Problem description: Each entry needs to appear again, retyped exactly as it is below.

◆ ◆ ◆ ◆ ◆ ◆ ◆

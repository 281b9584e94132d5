//! Shared helpers for the conversion tests.

use axml_babel::{convert_tree, reader, Conversion, ConvertOptions, MarkupTree, NodeId};
use std::fs;
use std::path::PathBuf;

pub fn fixture_path(name: &str) -> PathBuf {
    PathBuf::from(env!("CARGO_MANIFEST_DIR"))
        .join("tests")
        .join("fixtures")
        .join(name)
}

pub fn load_fixture(name: &str) -> String {
    fs::read_to_string(fixture_path(name))
        .unwrap_or_else(|e| panic!("Failed to read fixture {name}: {e}"))
}

/// Parses and converts `source` with default options.
pub fn convert(source: &str) -> Option<Conversion> {
    let document = reader::parse(source).expect("Failed to parse source");
    convert_tree(&document.tree, document.root, &ConvertOptions::default())
}

/// Finds the `index`-th node (pre-order) named `name`.
pub fn find(tree: &MarkupTree, root: NodeId, name: &str, index: usize) -> NodeId {
    tree.descendants_and_self(root)
        .into_iter()
        .filter(|id| tree.node(*id).name() == name)
        .nth(index)
        .unwrap_or_else(|| panic!("No {name} #{index} in tree"))
}

/// Attributes of a node as `(name, value)` pairs for compact assertions.
pub fn attrs(tree: &MarkupTree, id: NodeId) -> Vec<(&str, &str)> {
    tree.node(id)
        .attributes()
        .iter()
        .map(|attr| (attr.name.as_str(), attr.value.as_str()))
        .collect()
}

◆ ◆ ◆ ◆ ◆ ◆ ◆

Response box:
repository 281b9584e94132d5
//! Shared helpers for the conversion tests.

use axml_babel::{convert_tree, reader, Conversion, ConvertOptions, MarkupTree, NodeId};
use std::fs;
use std::path::PathBuf;

pub fn fixture_path(name: &str) -> PathBuf {
    PathBuf::from(env!("CARGO_MANIFEST_DIR"))
        .join("tests")
        .join("fixtures")
        .join(name)
}

pub fn load_fixture(name: &str) -> String {
    fs::read_to_string(fixture_path(name))
        .unwrap_or_else(|e| panic!("Failed to read fixture {name}: {e}"))
}

/// Parses and converts `source` with default options.
pub fn convert(source: &str) -> Option<Conversion> {
    let document = reader::parse(source).expect("Failed to parse source");
    convert_tree(&document.tree, document.root, &ConvertOptions::default())
}

/// Finds the `index`-th node (pre-order) named `name`.
pub fn find(tree: &MarkupTree, root: NodeId, name: &str, index: usize) -> NodeId {
    tree.descendants_and_self(root)
        .into_iter()
        .filter(|id| tree.node(*id).name() == name)
        .nth(index)
        .unwrap_or_else(|| panic!("No {name} #{index} in tree"))
}

/// Attributes of a node as `(name, value)` pairs for compact assertions.
pub fn attrs(tree: &MarkupTree, id: NodeId) -> Vec<(&str, &str)> {
    tree.node(id)
        .attributes()
        .iter()
        .map(|attr| (attr.name.as_str(), attr.value.as_str()))
        .collect()
}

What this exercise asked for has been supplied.